Stored items:

use std::error::Error;
use std::fs::File;
use std::io::{self, BufReader, BufWriter};
use std::path::PathBuf;

use clap::Parser;
use rust_decimal::Decimal;
use tick_lob::{codec, feed, run_pipeline, EngineConfig};
use tracing::info;

/// Replay an order CSV through the matching pipeline and write the fills
#[derive(Parser, Debug)]
#[command(name = "replay")]
struct Args {
    /// Order CSV with header `id,side,price,quantity`
    input: PathBuf,

    /// Fills CSV destination (stdout if omitted)
    #[arg(short, long)]
    output: Option<PathBuf>,

    /// Price increment of one tick
    #[arg(long, default_value = "0.01")]
    tick_size: Decimal,

    #[arg(long, default_value_t = 1_000_000)]
    arena_capacity: u32,

    #[arg(long, default_value_t = 1 << 16)]
    pipeline_slots: usize,

    /// Pin the matching thread to the last core
    #[arg(long)]
    pin: bool,

    #[arg(long, default_value = "info")]
    log_level: String,
}

fn init_logging(level: &str) {
    use tracing_subscriber::EnvFilter;

    let filter = EnvFilter::try_from_default_env().unwrap_or_else(|_| EnvFilter::new(level));

    tracing_subscriber::fmt()
        .with_env_filter(filter)
        .with_target(false)
        .with_writer(io::stderr)
        .init();
}

fn main() -> Result<(), Box<dyn Error>> {
    let args = Args::parse();
    init_logging(&args.log_level);

    let orders = feed::read_orders(BufReader::new(File::open(&args.input)?), args.tick_size)?;
    info!(orders = orders.len(), input = %args.input.display(), "loaded orders");

    let config = EngineConfig {
        arena_capacity: args.arena_capacity,
        pipeline_slots: args.pipeline_slots,
        pin_to_core: args.pin,
        record_fills: true,
        ..EngineConfig::default()
    };
    let run = run_pipeline(config, &codec::encode_all(&orders))?;

    match &args.output {
        Some(path) => feed::write_fills(BufWriter::new(File::create(path)?), &run.report.fill_log, args.tick_size)?,
        None => feed::write_fills(io::stdout().lock(), &run.report.fill_log, args.tick_size)?,
    }

    info!(
        processed = run.report.processed,
        rejected = run.report.rejected,
        fills = run.report.fills,
        traded_qty = run.report.traded_qty,
        resting = run.engine.order_count(),
        best_bid = ?run.engine.best_bid(),
        best_ask = ?run.engine.best_ask(),
        "replay finished"
    );
    Ok(())
}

*Your instructions*.
Please quote every record above exactly as it appears.

*Response to this exercise*.
use std::error::Error;
use std::fs::File;
use std::io::{self, BufReader, BufWriter};
use std::path::PathBuf;

use clap::Parser;
use rust_decimal::Decimal;
use tick_lob::{codec, feed, run_pipeline, EngineConfig};
use tracing::info;

/// Replay an order CSV through the matching pipeline and write the fills
#[derive(Parser, Debug)]
#[command(name = "replay")]
struct Args {
    /// Order CSV with header `id,side,price,quantity`
    input: PathBuf,

    /// Fills CSV destination (stdout if omitted)
    #[arg(short, long)]
    output: Option<PathBuf>,

    /// Price increment of one tick
    #[arg(long, default_value = "0.01")]
    tick_size: Decimal,

    #[arg(long, default_value_t = 1_000_000)]
    arena_capacity: u32,

    #[arg(long, default_value_t = 1 << 16)]
    pipeline_slots: usize,

    /// Pin the matching thread to the last core
    #[arg(long)]
    pin: bool,

    #[arg(long, default_value = "info")]
    log_level: String,
}

fn init_logging(level: &str) {
    use tracing_subscriber::EnvFilter;

    let filter = EnvFilter::try_from_default_env().unwrap_or_else(|_| EnvFilter::new(level));

    tracing_subscriber::fmt()
        .with_env_filter(filter)
        .with_target(false)
        .with_writer(io::stderr)
        .init();
}

fn main() -> Result<(), Box<dyn Error>> {
    let args = Args::parse();
    init_logging(&args.log_level);

    let orders = feed::read_orders(BufReader::new(File::open(&args.input)?), args.tick_size)?;
    info!(orders = orders.len(), input = %args.input.display(), "loaded orders");

    let config = EngineConfig {
        arena_capacity: args.arena_capacity,
        pipeline_slots: args.pipeline_slots,
        pin_to_core: args.pin,
        record_fills: true,
        ..EngineConfig::default()
    };
    let run = run_pipeline(config, &codec::encode_all(&orders))?;

    match &args.output {
        Some(path) => feed::write_fills(BufWriter::new(File::create(path)?), &run.report.fill_log, args.tick_size)?,
        None => feed::write_fills(io::stdout().lock(), &run.report.fill_log, args.tick_size)?,
    }

    info!(
        processed = run.report.processed,
        rejected = run.report.rejected,
        fills = run.report.fills,
        traded_qty = run.report.traded_qty,
        resting = run.engine.order_count(),
        best_bid = ?run.engine.best_bid(),
        best_ask = ?run.engine.best_ask(),
        "replay finished"
    );
    Ok(())
}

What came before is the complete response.